▸ **Work to be completed**:
In the entries that follow, which lines hold the string "Triceps"? List them.

##### Input for this task #####

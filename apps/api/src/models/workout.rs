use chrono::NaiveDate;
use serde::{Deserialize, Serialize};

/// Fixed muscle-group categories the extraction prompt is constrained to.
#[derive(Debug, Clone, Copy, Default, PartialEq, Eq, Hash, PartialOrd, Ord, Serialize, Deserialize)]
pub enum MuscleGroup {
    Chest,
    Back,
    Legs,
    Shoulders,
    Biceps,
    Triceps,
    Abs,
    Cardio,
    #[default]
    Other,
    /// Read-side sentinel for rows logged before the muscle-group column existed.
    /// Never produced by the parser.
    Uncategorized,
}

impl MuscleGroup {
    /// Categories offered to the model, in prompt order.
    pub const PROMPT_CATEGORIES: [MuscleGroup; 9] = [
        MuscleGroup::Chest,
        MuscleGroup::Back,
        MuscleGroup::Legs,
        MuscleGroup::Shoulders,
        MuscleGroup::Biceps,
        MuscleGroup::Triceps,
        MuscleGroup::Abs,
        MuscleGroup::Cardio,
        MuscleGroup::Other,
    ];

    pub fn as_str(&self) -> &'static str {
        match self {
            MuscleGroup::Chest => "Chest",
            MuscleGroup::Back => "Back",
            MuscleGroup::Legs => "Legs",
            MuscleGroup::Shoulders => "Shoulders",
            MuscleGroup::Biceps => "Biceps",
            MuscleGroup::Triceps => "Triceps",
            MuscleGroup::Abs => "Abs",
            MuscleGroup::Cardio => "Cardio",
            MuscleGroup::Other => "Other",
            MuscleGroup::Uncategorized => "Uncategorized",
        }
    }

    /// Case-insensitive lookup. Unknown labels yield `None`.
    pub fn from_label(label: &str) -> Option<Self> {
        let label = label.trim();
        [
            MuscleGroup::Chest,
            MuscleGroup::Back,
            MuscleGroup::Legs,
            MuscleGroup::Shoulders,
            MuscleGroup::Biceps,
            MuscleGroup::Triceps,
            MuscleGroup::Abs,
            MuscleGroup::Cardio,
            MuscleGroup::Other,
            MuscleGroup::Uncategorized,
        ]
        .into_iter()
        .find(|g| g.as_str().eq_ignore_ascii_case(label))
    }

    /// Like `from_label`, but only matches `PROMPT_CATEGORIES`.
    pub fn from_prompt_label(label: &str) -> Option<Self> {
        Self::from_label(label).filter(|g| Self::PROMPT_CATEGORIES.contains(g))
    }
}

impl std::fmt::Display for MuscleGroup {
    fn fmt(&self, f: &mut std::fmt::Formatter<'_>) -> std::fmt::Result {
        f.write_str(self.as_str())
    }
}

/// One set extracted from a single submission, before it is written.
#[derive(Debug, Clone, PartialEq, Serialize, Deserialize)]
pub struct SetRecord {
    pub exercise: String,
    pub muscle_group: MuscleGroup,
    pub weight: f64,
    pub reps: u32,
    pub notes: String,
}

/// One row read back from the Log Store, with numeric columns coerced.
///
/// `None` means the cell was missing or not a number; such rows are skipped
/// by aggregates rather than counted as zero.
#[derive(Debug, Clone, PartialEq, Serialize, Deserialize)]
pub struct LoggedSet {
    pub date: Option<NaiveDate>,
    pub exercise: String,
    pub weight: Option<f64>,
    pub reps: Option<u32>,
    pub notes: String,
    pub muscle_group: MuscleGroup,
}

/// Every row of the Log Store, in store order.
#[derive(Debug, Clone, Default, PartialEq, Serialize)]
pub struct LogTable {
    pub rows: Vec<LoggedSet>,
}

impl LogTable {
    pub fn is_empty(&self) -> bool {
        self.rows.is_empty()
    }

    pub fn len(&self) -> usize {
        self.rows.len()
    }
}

#####

▸ **Output for this task**:
    Triceps,
        MuscleGroup::Triceps,
            MuscleGroup::Triceps => "Triceps",
            MuscleGroup::Triceps,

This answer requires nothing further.